Climatic Change

, Volume 14, Issue 1, pp 5–37 | Cite as

Change in climate variability in the 21st century

  • D. Rind
  • R. Goldberg
  • R. Ruedy


As climate changes due to the increase of greenhouse gases, there is the potential for climate variability to change as well. The change in variability of temperature and precipitation in a transient climate simulation, where trace gases are allowed to increase gradually, and in the doubled CO2 climate is investigated using the GISS general circulation model. The current climate control run is compared with observations and with the climate change simulations for variability on three time-scales: interannual variability, daily variability, and the amplitude of the diurnal cycle.
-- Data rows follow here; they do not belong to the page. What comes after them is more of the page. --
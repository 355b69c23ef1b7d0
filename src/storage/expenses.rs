//! Expense repository for JSON storage
//!
//! Holds the two ordered expense collections: the bounded active list for the
//! current cycle and the longer most-recent-first rolling memory. Each list
//! persists to its own JSON file and every mutating operation rewrites the
//! whole file.

use std::path::PathBuf;
use std::sync::RwLock;

use crate::error::SpendlogError;
use crate::models::Expense;

use super::file_io::{read_json, write_json_atomic};

/// Maximum number of entries in the active list
pub const MAX_ACTIVE: usize = 100;

/// Maximum number of entries in the rolling memory
pub const MAX_MEMORY: usize = 500;

/// Selects one of the two expense lists
#[derive(Debug, Clone, Copy, PartialEq, Eq)]
pub enum ExpenseList {
    /// The current-cycle list, bounded to [`MAX_ACTIVE`]
    Active,
    /// The most-recent-first rolling history, bounded to [`MAX_MEMORY`]
    Memory,
}

impl ExpenseList {
    /// The other list, the one edits are propagated into
    pub fn other(self) -> Self {
        match self {
            Self::Active => Self::Memory,
            Self::Memory => Self::Active,
        }
    }
}

impl std::fmt::Display for ExpenseList {
    fn fmt(&self, f: &mut std::fmt::Formatter<'_>) -> std::fmt::Result {
        match self {
            Self::Active => write!(f, "active"),
            Self::Memory => write!(f, "memory"),
        }
    }
}

/// Serializable expense list structure
#[derive(Debug, Clone, Default, serde::Serialize, serde::Deserialize)]
struct ExpenseListData {
    expenses: Vec<Expense>,
}

/// Repository for the active and memory expense lists
pub struct ExpenseRepository {
    active_path: PathBuf,
    memory_path: PathBuf,
    active: RwLock<Vec<Expense>>,
    memory: RwLock<Vec<Expense>>,
}

impl ExpenseRepository {
    /// Create a new expense repository
    pub fn new(active_path: PathBuf, memory_path: PathBuf) -> Self {
        Self {
            active_path,
            memory_path,
            active: RwLock::new(Vec::new()),
            memory: RwLock::new(Vec::new()),
        }
    }

    /// Load both lists from disk; missing files load as empty lists
    pub fn load(&self) -> Result<(), SpendlogError> {
        let active_data: ExpenseListData = read_json(&self.active_path)?;
        let memory_data: ExpenseListData = read_json(&self.memory_path)?;

        let mut active = self.active.write().map_err(|e| {
            SpendlogError::Storage(format!("Failed to acquire write lock: {}", e))
        })?;
        let mut memory = self.memory.write().map_err(|e| {
            SpendlogError::Storage(format!("Failed to acquire write lock: {}", e))
        })?;

        *active = active_data.expenses;
        *memory = memory_data.expenses;

        log::debug!(
            "Loaded {} active and {} memory expenses",
            active.len(),
            memory.len()
        );

        Ok(())
    }

    /// Save one list to disk
    pub fn save(&self, list: ExpenseList) -> Result<(), SpendlogError> {
        let (guard, path) = match list {
            ExpenseList::Active => (&self.active, &self.active_path),
            ExpenseList::Memory => (&self.memory, &self.memory_path),
        };

        let expenses = guard.read().map_err(|e| {
            SpendlogError::Storage(format!("Failed to acquire read lock: {}", e))
        })?;

        let data = ExpenseListData {
            expenses: expenses.clone(),
        };
        write_json_atomic(path, &data)
    }

    /// Save both lists to disk
    pub fn save_both(&self) -> Result<(), SpendlogError> {
        self.save(ExpenseList::Active)?;
        self.save(ExpenseList::Memory)
    }

    /// Get a snapshot of a list
    pub fn snapshot(&self, list: ExpenseList) -> Result<Vec<Expense>, SpendlogError> {
        let guard = self.lock_for(list);
        let expenses = guard.read().map_err(|e| {
            SpendlogError::Storage(format!("Failed to acquire read lock: {}", e))
        })?;
        Ok(expenses.clone())
    }

    /// Number of entries in a list
    pub fn len(&self, list: ExpenseList) -> Result<usize, SpendlogError> {
        let guard = self.lock_for(list);
        let expenses = guard.read().map_err(|e| {
            SpendlogError::Storage(format!("Failed to acquire read lock: {}", e))
        })?;
        Ok(expenses.len())
    }

    /// Get the entry at `index` in a list
    pub fn get(&self, list: ExpenseList, index: usize) -> Result<Option<Expense>, SpendlogError> {
        let guard = self.lock_for(list);
        let expenses = guard.read().map_err(|e| {
            SpendlogError::Storage(format!("Failed to acquire read lock: {}", e))
        })?;
        Ok(expenses.get(index).cloned())
    }

    /// Overwrite the entry at `index` in a list
    pub fn set(
        &self,
        list: ExpenseList,
        index: usize,
        expense: Expense,
    ) -> Result<(), SpendlogError> {
        let guard = self.lock_for(list);
        let mut expenses = guard.write().map_err(|e| {
            SpendlogError::Storage(format!("Failed to acquire write lock: {}", e))
        })?;

        let len = expenses.len();
        match expenses.get_mut(index) {
            Some(slot) => {
                *slot = expense;
                Ok(())
            }
            None => Err(SpendlogError::Index { index, len }),
        }
    }

    /// Append an expense to the end of the active list
    pub fn append_active(&self, expense: Expense) -> Result<(), SpendlogError> {
        let mut active = self.active.write().map_err(|e| {
            SpendlogError::Storage(format!("Failed to acquire write lock: {}", e))
        })?;
        active.push(expense);
        Ok(())
    }

    /// Prepend an expense to the memory list, truncating to [`MAX_MEMORY`]
    pub fn push_memory_front(&self, expense: Expense) -> Result<(), SpendlogError> {
        let mut memory = self.memory.write().map_err(|e| {
            SpendlogError::Storage(format!("Failed to acquire write lock: {}", e))
        })?;
        memory.insert(0, expense);
        memory.truncate(MAX_MEMORY);
        Ok(())
    }

    /// Remove the first entry of a list equal to `expense`
    ///
    /// Returns whether an entry was removed.
    pub fn remove_first_equal(
        &self,
        list: ExpenseList,
        expense: &Expense,
    ) -> Result<bool, SpendlogError> {
        let guard = self.lock_for(list);
        let mut expenses = guard.write().map_err(|e| {
            SpendlogError::Storage(format!("Failed to acquire write lock: {}", e))
        })?;

        match expenses.iter().position(|e| e == expense) {
            Some(index) => {
                expenses.remove(index);
                Ok(true)
            }
            None => Ok(false),
        }
    }

    /// Overwrite the first entry of a list equal to `old` with `new`
    ///
    /// Returns whether an entry was replaced.
    pub fn replace_first_equal(
        &self,
        list: ExpenseList,
        old: &Expense,
        new: Expense,
    ) -> Result<bool, SpendlogError> {
        let guard = self.lock_for(list);
        let mut expenses = guard.write().map_err(|e| {
            SpendlogError::Storage(format!("Failed to acquire write lock: {}", e))
        })?;

        match expenses.iter().position(|e| e == old) {
            Some(index) => {
                expenses[index] = new;
                Ok(true)
            }
            None => Ok(false),
        }
    }

    /// Drop every memory entry, keeping the active list intact
    pub fn clear_memory(&self) -> Result<usize, SpendlogError> {
        let mut memory = self.memory.write().map_err(|e| {
            SpendlogError::Storage(format!("Failed to acquire write lock: {}", e))
        })?;
        let dropped = memory.len();
        memory.clear();
        Ok(dropped)
    }

    fn lock_for(&self, list: ExpenseList) -> &RwLock<Vec<Expense>> {
        match list {
            ExpenseList::Active => &self.active,
            ExpenseList::Memory => &self.memory,
        }
    }
}
//! Category label storage
//!
//! Category labels persist as a plain text file, one label per line. When
//! the file is absent or yields no labels, the default set is seeded and
//! written back immediately so the on-disk state matches what the process
//! uses.

use std::fs;
use std::path::PathBuf;
use std::sync::RwLock;

use crate::error::SpendlogError;
use crate::models::LabelRegistry;

/// Repository for the category label registry
pub struct CategoryRepository {
    path: PathBuf,
    registry: RwLock<LabelRegistry>,
}

impl CategoryRepository {
    /// Create a new category repository
    pub fn new(path: PathBuf) -> Self {
        Self {
            path,
            registry: RwLock::new(LabelRegistry::from_labels(Vec::new())),
        }
    }

    /// Load labels from disk, seeding and persisting defaults when the file
    /// is absent or empty
    pub fn load(&self) -> Result<(), SpendlogError> {
        let labels = if self.path.exists() {
            let contents = fs::read_to_string(&self.path).map_err(|e| {
                SpendlogError::Storage(format!(
                    "Failed to read {}: {}",
                    self.path.display(),
                    e
                ))
            })?;
            contents
                .lines()
                .map(str::trim)
                .filter(|l| !l.is_empty())
                .map(String::from)
                .collect()
        } else {
            Vec::new()
        };

        let seeded = labels.is_empty();
        let registry = if seeded {
            log::info!("No categories on disk, seeding defaults");
            LabelRegistry::with_defaults()
        } else {
            LabelRegistry::from_labels(labels)
        };

        {
            let mut guard = self.registry.write().map_err(|e| {
                SpendlogError::Storage(format!("Failed to acquire write lock: {}", e))
            })?;
            *guard = registry;
        }

        if seeded {
            self.save()?;
        }

        Ok(())
    }

    /// Save labels to disk, one per line
    pub fn save(&self) -> Result<(), SpendlogError> {
        let registry = self.registry.read().map_err(|e| {
            SpendlogError::Storage(format!("Failed to acquire read lock: {}", e))
        })?;

        if let Some(parent) = self.path.parent() {
            fs::create_dir_all(parent).map_err(|e| {
                SpendlogError::Storage(format!(
                    "Failed to create directory {}: {}",
                    parent.display(),
                    e
                ))
            })?;
        }

        let mut contents = registry.labels().join("\n");
        contents.push('\n');
        fs::write(&self.path, contents).map_err(|e| {
            SpendlogError::Storage(format!("Failed to write {}: {}", self.path.display(), e))
        })
    }

    /// Get a snapshot of the current registry
    pub fn registry(&self) -> Result<LabelRegistry, SpendlogError> {
        let registry = self.registry.read().map_err(|e| {
            SpendlogError::Storage(format!("Failed to acquire read lock: {}", e))
        })?;
        Ok(registry.clone())
    }

    /// Replace the in-memory registry
    pub fn set_registry(&self, registry: LabelRegistry) -> Result<(), SpendlogError> {
        let mut guard = self.registry.write().map_err(|e| {
            SpendlogError::Storage(format!("Failed to acquire write lock: {}", e))
        })?;
        *guard = registry;
        Ok(())
    }
}

#[cfg(test)]
mod tests {
    use super::*;
    use crate::models::{default_categories, MAX_CATEGORIES};
    use tempfile::TempDir;

    #[test]
    fn test_load_missing_seeds_defaults_and_persists() {
        let temp_dir = TempDir::new().unwrap();
        let path = temp_dir.path().join("categories.txt");

        let repo = CategoryRepository::new(path.clone());
        repo.load().unwrap();

        assert_eq!(repo.registry().unwrap().len(), MAX_CATEGORIES);
        // Seeding writes the file immediately
        assert!(path.exists());
        let contents = std::fs::read_to_string(&path).unwrap();
        assert!(contents.starts_with("Food & Groceries\n"));
    }

    #[test]
    fn test_load_empty_file_seeds_defaults() {
        let temp_dir = TempDir::new().unwrap();
        let path = temp_dir.path().join("categories.txt");
        std::fs::write(&path, "\n  \n").unwrap();

        let repo = CategoryRepository::new(path);
        repo.load().unwrap();

        assert_eq!(
            repo.registry().unwrap().labels(),
            default_categories().as_slice()
        );
    }

    #[test]
    fn test_round_trip_preserves_order() {
        let temp_dir = TempDir::new().unwrap();
        let path = temp_dir.path().join("categories.txt");

        let repo = CategoryRepository::new(path.clone());
        repo.set_registry(LabelRegistry::from_labels(vec![
            "Rent".into(),
            "Fuel".into(),
        ]))
        .unwrap();
        repo.save().unwrap();

        let reloaded = CategoryRepository::new(path);
        reloaded.load().unwrap();
        assert_eq!(reloaded.registry().unwrap().labels(), ["Rent", "Fuel"]);
    }

    #[test]
    fn test_load_skips_blank_lines() {
        let temp_dir = TempDir::new().unwrap();
        let path = temp_dir.path().join("categories.txt");
        std::fs::write(&path, "Rent\n\n  Fuel  \n").unwrap();

        let repo = CategoryRepository::new(path);
        repo.load().unwrap();
        assert_eq!(repo.registry().unwrap().labels(), ["Rent", "Fuel"]);
    }
}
The results show that the modeled variability is often larger than observed, especially in late summer, possibly due to the crude ground hydrology. In the warmer climates, temperature variability and the diurnal cycle amplitude usually decrease, in conjunction with a decrease in the latitudinal temperature gradient and the increased greenhouse inhibition of radiative cooling. Precipitation variability generally changes with the same sign as the mean precipitation itself, usually increasing in the warmer climate. Changes at a particular grid box are often not significant, with the prevailing tendency determined from a broader sampling. Little change is seen in daily persistence. The results are relevant to the continuing assessments of climate change impacts on society, though their use should be tempered by appreciation of the model deficiencies for the current climate.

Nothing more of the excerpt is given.